> EXERCISE DETAILS: Each line of the records that holds "SqliteSection" should be shown in full.

=== Section Start ===

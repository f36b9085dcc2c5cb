use serde::{Deserialize, Serialize};
use std::path::Path;
use std::time::Duration;

use crate::cache::CacheConfig;
use crate::engine::{EngineConfig, LikePersistence, PoolConfig};
use crate::mq::{ConsumerConfig, MqConfig};

/// Expand environment variables in a string.
/// Supports $VAR_NAME and ${VAR_NAME} syntax.
fn expand_env_vars(input: &str) -> String {
  let mut result = input.to_string();

  // ${VAR_NAME} first, it is the more specific form
  while let Some(start) = result.find("${") {
    if let Some(end) = result[start..].find('}') {
      let var_name = &result[start + 2..start + end];
      let value = std::env::var(var_name).unwrap_or_default();
      result = format!(
        "{}{}{}",
        &result[..start],
        value,
        &result[start + end + 1..]
      );
    } else {
      break;
    }
  }

  // $VAR_NAME runs over alphanumerics and underscores
  let mut i = 0;
  while i < result.len() {
    if result[i..].starts_with('$') && !result[i..].starts_with("${") {
      let rest = &result[i + 1..];
      let var_len = rest
        .chars()
        .take_while(|c| c.is_ascii_alphanumeric() || *c == '_')
        .count();
      if var_len > 0 {
        let var_name = &rest[..var_len];
        let value = std::env::var(var_name).unwrap_or_default();
        result = format!("{}{}{}", &result[..i], value, &rest[var_len..]);
        i += value.len();
        continue;
      }
    }
    i += 1;
  }

  result
}

#[derive(Debug, Clone, Copy, Default, PartialEq, Eq, Serialize, Deserialize)]
#[serde(rename_all = "lowercase")]
pub enum BackendType {
  Postgres,
  #[default]
  Sqlite,
}

#[derive(Debug, Clone, Default, Serialize, Deserialize)]
pub struct ServerConfig {
  #[serde(default)]
  pub store: StoreSection,
  #[serde(default)]
  pub cache: CacheConfig,
  #[serde(default)]
  pub mq: MqConfig,
  #[serde(default)]
  pub workers: WorkersSection,
  #[serde(default)]
  pub views: ViewsSection,
  #[serde(default)]
  pub replies: RepliesSection,
  #[serde(default)]
  pub likes: LikesSection,
  #[serde(default)]
  pub logging: LoggingSection,
}

#[derive(Debug, Clone, Default, Serialize, Deserialize)]
pub struct StoreSection {
  #[serde(default)]
  pub backend: BackendType,
  #[serde(default)]
  pub postgres: PostgresSection,
  #[serde(default)]
  pub sqlite: SqliteSection,
}

#[derive(Debug, Clone, Serialize, Deserialize)]
pub struct PostgresSection {
  #[serde(default = "default_pg_url")]
  pub url: String,
  #[serde(default = "default_max_conn")]
  pub max_connections: usize,
}
fn default_pg_url() -> String {
  "postgres://localhost/forum".into()
}
fn default_max_conn() -> usize {
  20
}
impl Default for PostgresSection {
  fn default() -> Self {
    Self {
      url: default_pg_url(),
      max_connections: default_max_conn(),
    }
  }
}

#[derive(Debug, Clone, Serialize, Deserialize)]
pub struct SqliteSection {
  #[serde(default = "default_sqlite_path")]
  pub path: String,
}
fn default_sqlite_path() -> String {
  "forum.db".into()
}
impl Default for SqliteSection {
  fn default() -> Self {
    Self {
      path: default_sqlite_path(),
    }
  }
}

/// Background worker pools
#[derive(Debug, Clone, Serialize, Deserialize)]
pub struct WorkersSection {
  /// Workers replaying mutations into the store
  #[serde(default = "default_workers")]
  pub store_workers: usize,

  /// Workers filling the cache
  #[serde(default = "default_workers")]
  pub cache_workers: usize,

  /// Queue capacity of each pool; a full queue drops jobs
  #[serde(default = "default_queue_capacity")]
  pub queue_capacity: usize,

  #[serde(default = "default_job_timeout_ms")]
  pub job_timeout_ms: u64,
}
fn default_workers() -> usize {
  5
}
fn default_queue_capacity() -> usize {
  500
}
fn default_job_timeout_ms() -> u64 {
  5000
}
impl Default for WorkersSection {
  fn default() -> Self {
    Self {
      store_workers: default_workers(),
      cache_workers: default_workers(),
      queue_capacity: default_queue_capacity(),
      job_timeout_ms: default_job_timeout_ms(),
    }
  }
}

impl WorkersSection {
  fn pool(&self, workers: usize) -> PoolConfig {
    PoolConfig {
      workers,
      queue_capacity: self.queue_capacity,
      job_timeout: Duration::from_millis(self.job_timeout_ms),
    }
  }
}

/// View buffering
#[derive(Debug, Clone, Serialize, Deserialize)]
pub struct ViewsSection {
  /// Buffered views that trigger a flush
  #[serde(default = "default_batch_size")]
  pub batch_size: usize,
  #[serde(default = "default_flush_interval_secs")]
  pub flush_interval_secs: u64,
}
fn default_batch_size() -> usize {
  100
}
fn default_flush_interval_secs() -> u64 {
  5
}
impl Default for ViewsSection {
  fn default() -> Self {
    Self {
      batch_size: default_batch_size(),
      flush_interval_secs: default_flush_interval_secs(),
    }
  }
}

/// Reply listing limits
#[derive(Debug, Clone, Serialize, Deserialize)]
pub struct RepliesSection {
  #[serde(default = "default_max_depth")]
  pub max_depth: u32,
  #[serde(default = "default_max_children")]
  pub max_children: usize,
  #[serde(default = "default_max_content_len")]
  pub max_content_len: usize,
  #[serde(default = "default_max_page_size")]
  pub max_page_size: u32,
}
fn default_max_depth() -> u32 {
  8
}
fn default_max_children() -> usize {
  200
}
fn default_max_content_len() -> usize {
  500
}
fn default_max_page_size() -> u32 {
  100
}
impl Default for RepliesSection {
  fn default() -> Self {
    Self {
      max_depth: default_max_depth(),
      max_children: default_max_children(),
      max_content_len: default_max_content_len(),
      max_page_size: default_max_page_size(),
    }
  }
}

#[derive(Debug, Clone, Default, Serialize, Deserialize)]
pub struct LikesSection {
  #[serde(default)]
  pub persistence: LikePersistence,
}

#[derive(Debug, Clone, Serialize, Deserialize)]
pub struct LoggingSection {
  #[serde(default = "default_level")]
  pub level: String,
}
fn default_level() -> String {
  "info".into()
}
impl Default for LoggingSection {
  fn default() -> Self {
    Self {
      level: default_level(),
    }
  }
}

impl ServerConfig {
  pub fn from_file(path: impl AsRef<Path>) -> Result<Self, anyhow::Error> {
    let content = std::fs::read_to_string(&path)?;
    Self::from_yaml(&content)
  }

  pub fn from_yaml(content: &str) -> Result<Self, anyhow::Error> {
    let expanded = expand_env_vars(content);
    Ok(serde_yaml::from_str(&expanded)?)
  }

  pub fn find_and_load() -> Result<Option<Self>, anyhow::Error> {
    for p in ["forumcache.yaml", "forumcache.yml"] {
      if Path::new(p).exists() {
        tracing::info!("Loading config from {}", p);
        return Ok(Some(Self::from_file(p)?));
      }
    }
    Ok(None)
  }

  pub fn engine_config(&self) -> EngineConfig {
    EngineConfig {
      like_persistence: self.likes.persistence,
      reply_meta_ttl: self.cache.reply_meta_ttl(),
      article_meta_ttl: self.cache.article_meta_ttl(),
      placeholder_ttl: self.cache.placeholder_ttl(),
      max_depth: self.replies.max_depth,
      max_children: self.replies.max_children,
      max_content_len: self.replies.max_content_len,
      max_page_size: self.replies.max_page_size,
      store_pool: self.workers.pool(self.workers.store_workers),
      cache_pool: self.workers.pool(self.workers.cache_workers),
    }
  }

  pub fn consumer_config(&self) -> ConsumerConfig {
    ConsumerConfig {
      max_deliveries: self.mq.max_deliveries.max(1),
      flush_interval: Duration::from_secs(self.views.flush_interval_secs.max(1)),
    }
  }
}

#[cfg(test)]
mod tests {
  use super::*;
  use crate::cache::CacheMode;
  use crate::mq::MqMode;

  #[test]
  fn test_defaults() {
    let config = ServerConfig::default();
    assert_eq!(config.store.backend, BackendType::Sqlite);
    assert_eq!(config.cache.mode, CacheMode::Builtin);
    assert_eq!(config.mq.max_deliveries, 3);
    assert_eq!(config.workers.queue_capacity, 500);
    assert_eq!(config.views.batch_size, 100);
    assert_eq!(config.likes.persistence, LikePersistence::Direct);

    let engine = config.engine_config();
    assert_eq!(engine.placeholder_ttl, Duration::from_secs(60));
    assert_eq!(engine.store_pool.job_timeout, Duration::from_secs(5));
  }

  #[test]
  fn test_partial_yaml_keeps_defaults() {
    let config = ServerConfig::from_yaml(
      r#"
store:
  backend: postgres
cache:
  placeholder_ttl_secs: 10
mq:
  mode: redis
likes:
  persistence: queue
"#,
    )
    .unwrap();
    assert_eq!(config.store.backend, BackendType::Postgres);
    assert_eq!(config.store.postgres.max_connections, 20);
    assert_eq!(config.cache.placeholder_ttl_secs, 10);
    assert_eq!(config.cache.reply_meta_ttl_secs, 3600);
    assert_eq!(config.mq.mode, MqMode::Redis);
    assert_eq!(config.mq.like_stream, "forum.like.persistence.queue");
    assert_eq!(config.likes.persistence, LikePersistence::Queue);
  }

  #[test]
  fn test_env_expansion() {
    std::env::set_var("FORUMCACHE_TEST_PG", "postgres://db/forum");
    std::env::set_var("FORUMCACHE_TEST_LEVEL", "debug");
    let expanded = expand_env_vars("url: ${FORUMCACHE_TEST_PG}\nlevel: $FORUMCACHE_TEST_LEVEL");
    assert_eq!(expanded, "url: postgres://db/forum\nlevel: debug");
  }

  #[test]
  fn test_missing_env_var_expands_empty() {
    assert_eq!(expand_env_vars("a${FORUMCACHE_UNSET_VAR}b"), "ab");
  }
}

=== Section End ===

> ANSWER FOR THIS EXERCISE:
  pub sqlite: SqliteSection,
pub struct SqliteSection {
impl Default for SqliteSection {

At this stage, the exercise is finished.